I did start out designing tools on the drafting board many years ago I had the pleasure of designing tools and then building them in the sho back then. Would I go back no but I do believe beginners should learn on the board anyway to understand how a view is created through fold lines and such then Cad will come even easier when you know whats going on behind the scenes.
I'm finally starting to learn Alibre. It's far from intuitive and very difficult for the kinds of shapes I need to model. I think I can model the various important characteristics of surface piercing propellers, but two stroke engine transfer passages are a lot harder. The first picture shows a propeller. The cylinder I'd like to model is the other pictures. The 3D model of the transfers may be a scan of the core patterns. Some type of lofting procedure through a series of sections set at a series of angles along the passage is the only way I can think of to draw the passages. Any other suggestions?
Alibre isn't really great at modeling complex contours. It can be done but there is a 'sister' program you should take a look at, MOI or Moment Of Inspiration. www.moi3d.com should get you there. I bought in to it when it was first introduced but haven't had time to play with it much. Another program (more expensive) is Rhino that should do some bits a pieces for you.

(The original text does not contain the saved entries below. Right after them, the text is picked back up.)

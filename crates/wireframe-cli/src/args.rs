//! Command-line argument definitions for the Wireframe CLI.
//!
//! This module defines the [`Args`] structure parsed from the command line
//! using [`clap`]. Arguments control input/output paths, the output format,
//! configuration file selection, and logging verbosity.

use std::str::FromStr;

use clap::{Parser, ValueEnum};
use log::LevelFilter;

/// Output format written by the CLI.
#[derive(ValueEnum, Debug, Clone, Copy, PartialEq, Eq, Default)]
pub enum Format {
    /// The input document with recomputed geometry
    #[default]
    Json,
    /// A preview drawing of one shape list
    Svg,
}

/// Command-line arguments for the wireframe layout tool
#[derive(Parser, Debug)]
#[command(author, version, about, long_about = None)]
pub struct Args {
    /// Path to the input JSON document
    #[arg(help = "Path to the input file")]
    pub input: String,

    /// Path to the output file
    #[arg(short, long, default_value = "out.json")]
    pub output: String,

    /// Output format
    #[arg(short, long, value_enum, default_value_t = Format::Json)]
    pub format: Format,

    /// Blueprint screen to draw, by id or name (SVG only)
    #[arg(short, long)]
    pub screen: Option<String>,

    /// Path to configuration file (TOML)
    #[arg(short, long)]
    pub config: Option<String>,

    /// Log level (off, error, warn, info, debug, trace)
    #[arg(long, default_value = "info")]
    pub log_level: String,
}

impl Args {
    /// Logger filter for `--log-level`, falling back to `warn` on an
    /// unrecognised value. Runs before the logger exists, so the warning
    /// goes to stderr directly.
    pub fn log_filter(&self) -> LevelFilter {
        LevelFilter::from_str(&self.log_level).unwrap_or_else(|_| {
            eprintln!(
                "Invalid log level: {}. Using 'warn' instead.",
                self.log_level
            );
            LevelFilter::Warn
        })
    }
}
//! Error types for wireframe operations.
//!
//! This module provides the main error type [`WireframeError`]. The layout
//! engine itself never fails; errors come from reading documents,
//! configuration and exporting results.

use std::io;

use thiserror::Error;

/// The main error type for wireframe operations.
///
/// # Diagnostic Variants
///
/// The `Json` variant keeps the source text next to the parser error, so the
/// reported line and column can be shown in context.
#[derive(Debug, Error)]
pub enum WireframeError {
    #[error("I/O error: {0}")]
    Io(#[from] io::Error),

    #[error("Invalid document: {err}")]
    Json { err: serde_json::Error, src: String },

    #[error("Screen error: {0}")]
    Screen(String),

    #[error("Configuration error: {0}")]
    Config(String),

    #[error("Export error: {0}")]
    Export(Box<dyn std::error::Error + Send + Sync>),
}

impl From<crate::export::Error> for WireframeError {
    fn from(error: crate::export::Error) -> Self {
        match error {
            crate::export::Error::MissingScreen(_) => Self::Screen(error.to_string()),
            other => Self::Export(Box::new(other)),
        }
    }
}

impl WireframeError {
    /// Create a new `Json` error with the associated source text.
    pub fn new_json_error(err: serde_json::Error, src: impl Into<String>) -> Self {
        Self::Json {
            err,
            src: src.into(),
        }
    }
}
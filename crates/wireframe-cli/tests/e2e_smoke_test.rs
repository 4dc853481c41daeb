use std::{
    fs,
    path::{Path, PathBuf},
};

use tempfile::tempdir;

use wireframe::WireframeError;
use wireframe_cli::{Args, Format, run};

/// Samples live at the workspace root, relative to the workspace not the crate
fn samples_dir() -> PathBuf {
    PathBuf::from(env!("CARGO_MANIFEST_DIR"))
        .parent()
        .unwrap()
        .parent()
        .unwrap()
        .join("samples")
}

/// Collects all .json files from a directory
fn collect_json_files(dir: PathBuf) -> Vec<PathBuf> {
    let mut files = if let Ok(entries) = fs::read_dir(&dir) {
        entries
            .flatten()
            .map(|entry| entry.path())
            .filter(|path| {
                path.is_file() && path.extension().and_then(|s| s.to_str()) == Some("json")
            })
            .collect()
    } else {
        Vec::new()
    };

    // Sort for consistent test output
    files.sort();
    files
}

fn args(input: &Path, output: &Path, format: Format, screen: Option<&str>) -> Args {
    Args {
        input: input.to_string_lossy().to_string(),
        output: output.to_string_lossy().to_string(),
        format,
        screen: screen.map(str::to_string),
        config: None,
        log_level: "off".to_string(),
    }
}

#[test]
fn e2e_smoke_test_valid_samples() {
    let temp_dir = tempdir().expect("Failed to create temp directory");

    let valid_samples = collect_json_files(samples_dir());
    assert!(
        !valid_samples.is_empty(),
        "No valid samples found in samples/"
    );

    let mut failed_samples = Vec::new();

    for sample_path in &valid_samples {
        let stem = sample_path.file_stem().unwrap().to_string_lossy();

        for (format, extension) in [(Format::Json, "json"), (Format::Svg, "svg")] {
            let output_path = temp_dir.path().join(format!("{stem}.{extension}"));
            let args = args(sample_path, &output_path, format, None);

            match run(&args) {
                Ok(()) => assert!(output_path.exists()),
                Err(e) => failed_samples.push((sample_path.clone(), format, e)),
            }
        }
    }

    if !failed_samples.is_empty() {
        eprintln!("\nValid samples that failed:");
        for (path, format, err) in &failed_samples {
            eprintln!("  - {} ({format:?}): {}", path.display(), err);
        }
        panic!("{} valid sample run(s) failed unexpectedly", failed_samples.len());
    }
}

#[test]
fn e2e_smoke_test_error_samples() {
    let temp_dir = tempdir().expect("Failed to create temp directory");

    let error_samples = collect_json_files(samples_dir().join("errors"));
    assert!(
        !error_samples.is_empty(),
        "No error samples found in samples/errors/"
    );

    let mut unexpectedly_succeeded = Vec::new();

    for sample_path in &error_samples {
        let output_filename = format!(
            "error_{}.json",
            sample_path.file_stem().unwrap().to_string_lossy()
        );
        let output_path = temp_dir.path().join(output_filename);
        let args = args(sample_path, &output_path, Format::Json, None);

        match run(&args) {
            Ok(()) => unexpectedly_succeeded.push(sample_path.clone()),
            Err(err) => assert!(
                matches!(err, WireframeError::Json { .. }),
                "{}: expected a JSON error, got {err:?}",
                sample_path.display()
            ),
        }
    }

    if !unexpectedly_succeeded.is_empty() {
        eprintln!("\nError samples that unexpectedly succeeded:");
        for path in &unexpectedly_succeeded {
            eprintln!("  - {}", path.display());
        }
        panic!(
            "{} error sample(s) succeeded unexpectedly",
            unexpectedly_succeeded.len()
        );
    }
}

#[test]
fn e2e_layout_output_is_placed() {
    let temp_dir = tempdir().expect("Failed to create temp directory");
    let output_path = temp_dir.path().join("dashboard.json");

    run(&args(
        &samples_dir().join("dashboard.json"),
        &output_path,
        Format::Json,
        None,
    ))
    .expect("Failed to lay out dashboard sample");

    let output: serde_json::Value =
        serde_json::from_str(&fs::read_to_string(&output_path).unwrap()).unwrap();
    let shapes = output.as_array().unwrap();

    assert_eq!(shapes.len(), 11);
    assert_eq!(shapes[0]["type"], "navbar");
    assert_eq!(shapes[0]["width"], serde_json::json!(1024.0));
    assert_eq!(shapes[1]["type"], "sidebar");
    assert_eq!(shapes[1]["y"], serde_json::json!(56.0));
}

#[test]
fn e2e_blueprint_screen_selection() {
    let temp_dir = tempdir().expect("Failed to create temp directory");
    let blueprint = samples_dir().join("blueprint.json");

    let editor = temp_dir.path().join("editor.svg");
    run(&args(&blueprint, &editor, Format::Svg, Some("Invoice editor")))
        .expect("Failed to render editor screen");
    let svg = fs::read_to_string(&editor).unwrap();
    assert!(svg.contains("Line items"));
    assert!(!svg.contains("Outstanding"));

    let missing = temp_dir.path().join("missing.svg");
    let err = run(&args(&blueprint, &missing, Format::Svg, Some("scr-reports"))).unwrap_err();
    assert!(matches!(err, WireframeError::Screen(_)), "{err:?}");
    assert!(!missing.exists());
}

#[test]
fn e2e_missing_input_is_io_error() {
    let temp_dir = tempdir().expect("Failed to create temp directory");
    let err = run(&args(
        &temp_dir.path().join("nope.json"),
        &temp_dir.path().join("out.json"),
        Format::Json,
        None,
    ))
    .unwrap_err();
    assert!(matches!(err, WireframeError::Io(_)), "{err:?}");
}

I suggest you look at making complex passages in a slightly different way. First make the engine cylinder, leaving the bypass passage area as a solid. Then make a negative of the passage (separate model). Then use Boolean subtract to create the passage in your cylinder. Somehow, looking at the passage as a negative of the final bit is easier than working in the cylinder model (for me). Of course, a Boolean subtract object is actually a lump that looks like a solid of the passage.
Contact me off line if you have questions about this process. We've used the Boolean technique on models of V-8 blocks, complex engine bases, etc.
I looked at MOI, but decided to try Bonzai3D. All these programs have a steep learning curve. The method I used to generate propellers in Alibre doesn't seem to work with Bonzai. However, the main reason for something new was transfer passages, so I'll start working on that. I'll try subtracting the passages from a solid. The way I was planning to make the cylinder with conventional methods was to build the passages and cover them with sheet wax. That way I could make the outside mold. A mold of the passages could be used to generate the cores. See the picture for the sand cast core molds a commercial foundry uses.
The main reason for 3D modeling is the promise of 3D printing. So far even commercial methods haven't been good enough for propellers. I plan to have a test propeller laser sintered in stainless steel to see how that works. I keep hoping that something like PLA from a low cost printer could be burned out, but the consensus seems to be that its expansion would damage the investment. I'm sure commercial manufacturers could make a good casting, but the cost will be high. In any case, I need a 3D model first.